Die Erde ist so schwer, kaum mehr Licht, nur noch die Zuckungen der zerborstenen Erde, ausgelöst von den Granaten, die dort oben weiter herabregnen, dann dringt nichts mehr zu ihm. Nichts. Da ist nur noch ein Röcheln.

Ein großer Frieden breitet sich in ihm aus. Er schließt die Augen.

Dann ein Unwohlsein, sein Herz hört auf zu schlagen, der Geist erlischt, er verliert sich.

Albert Maillard, Soldat, ist gerade gestorben.

2

Leutnant d’Aulnay-Pradelle, ein resoluter Mann, ungestüm und primitiv, rannte wild entschlossen über das Schlachtfeld in Richtung der feindlichen Stellungen. Sie war beeindruckend, diese Furchtlosigkeit. In Wahrheit hatte das weniger mit Mut zu tun, als man hätte meinen können. Pradelle war nicht sonderlich heldenhaft, nur war er schnell zu der Überzeugung gelangt, hier nicht zu sterben. Er war sich sicher: Dieser Krieg war nicht dazu da, ihn zu töten, vielmehr sollte er seinen Aufstieg ermöglichen.

Die wilde Entschlossenheit, mit der er diesen plötzlichen Angriff auf den 113. Frontabschnitt führte, hatte mit seinem unbändigen, ja geradezu übernatürlichen Hass gegen die Deutschen zu tun, rührte aber auch daher, dass man sich auf das Ende zubewegte und ihm nur noch wenig Zeit blieb, die Chancen zu nutzen, die ein Konflikt wie dieser für einen Mann wie ihn bereithielt.

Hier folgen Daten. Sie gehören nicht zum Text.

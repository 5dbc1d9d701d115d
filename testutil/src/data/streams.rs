// Copyright lowRISC contributors.
// Licensed under the Apache License, Version 2.0, see LICENSE for details.
// SPDX-License-Identifier: Apache-2.0

//! Sample streams, each opening with a byte-order mark.

/// "hi" in UTF-8, with a BOM.
#[rustfmt::skip]
pub const UTF8_HI: &[u8] = &[0xef, 0xbb, 0xbf, b'h', b'i'];

/// "hi" in UTF-16 LE, with a BOM.
#[rustfmt::skip]
pub const UTF16_LE_HI: &[u8] = &[0xff, 0xfe, b'h', 0x00, b'i', 0x00];

/// "hi" in UTF-16 BE, with a BOM.
#[rustfmt::skip]
pub const UTF16_BE_HI: &[u8] = &[0xfe, 0xff, 0x00, b'h', 0x00, b'i'];

/// "hi" in UTF-32 LE, with a BOM.
#[rustfmt::skip]
pub const UTF32_LE_HI: &[u8] = &[
    0xff, 0xfe, 0x00, 0x00,
    b'h', 0x00, 0x00, 0x00,
    b'i', 0x00, 0x00, 0x00,
];

/// "hi" in UTF-32 BE, with a BOM.
#[rustfmt::skip]
pub const UTF32_BE_HI: &[u8] = &[
    0x00, 0x00, 0xfe, 0xff,
    0x00, 0x00, 0x00, b'h',
    0x00, 0x00, 0x00, b'i',
];

/// A UTF-16 LE stream whose first character is U+0000, which is
/// indistinguishable from a UTF-32 LE BOM.
#[rustfmt::skip]
pub const UTF16_LE_LEADING_NUL: &[u8] = &[0xff, 0xfe, 0x00, 0x00, b'h', 0x00];
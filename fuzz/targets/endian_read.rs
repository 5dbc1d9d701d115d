// Copyright lowRISC contributors.
// Licensed under the Apache License, Version 2.0, see LICENSE for details.
// SPDX-License-Identifier: Apache-2.0

#![no_main]

use libfuzzer_sys::fuzz_target;

use binio::io::EndianReader;
use binio::io::Endianness;

fuzz_target!(|input: (Endianness, Vec<u8>)| {
    let (endianness, data) = input;
    let mut r = EndianReader::new(&data[..], endianness);
    loop {
        let before = r.remaining_data();
        match r.read_u64() {
            Ok(_) => assert_eq!(r.remaining_data(), before - 8),
            Err(_) => {
                // Failed reads never consume anything.
                assert_eq!(r.remaining_data(), before);
                break;
            }
        }
    }
    while r.read_u8().is_ok() {}
    assert_eq!(r.remaining_data(), 0);
});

Albert und die anderen Soldaten hatten es geahnt: Dieser Typ war ganz der Landjunker, vom verarmten Schlag allerdings. Im Laufe der letzten drei Generationen waren die Aulnay-Pradelles durch etliche Debakel an der Börse und infolge des finanziellen Ruins regelrecht weggefegt worden. Vom einstigen Ruhm seiner Vorfahren waren nur der verfallene Familiensitz La Sallevière, der prestigeträchtige Name, ein oder zwei weit entfernte Verwandte, einige Beziehungen von fragwürdiger Verlässlichkeit sowie eine an Raserei grenzende Gier geblieben, sich den verlorenen Platz in der Gesellschaft zurückzuerobern. Seine prekäre Situation empfand Pradelle als Ungerechtigkeit. Auf der Stufenleiter der Aristokratie wieder zu Rang und Namen zu kommen war daher sein Grundanliegen, von dem er wie besessen und für das er alles zu opfern bereit war. Sein Vater hatte sich in einem Provinzhotel eine Kugel ins Herz gejagt, nachdem er alles verjubelt hatte, was von seinem Vermögen übrig geblieben war. Eine nicht verbürgte Legende besagt, seine Mutter, die ein Jahr später starb, sei ihrem Kummer erlegen. Da er weder Bruder noch Schwester hatte, musste sich der Leutnant als der letzte Aulnay-Pradelle betrachten, was ihn gehörig unter Zeitdruck setzte: Nach ihm würde nichts mehr kommen. Durch den unaufhaltsamen Abstieg seines Vaters hatte er schon früh erkennen müssen, dass die Wiederbelebung der Familie allein auf seinen Schultern lastete, und er war sich sicher, über genügend Willen und Talent zu verfügen, um das bewerkstelligen zu können.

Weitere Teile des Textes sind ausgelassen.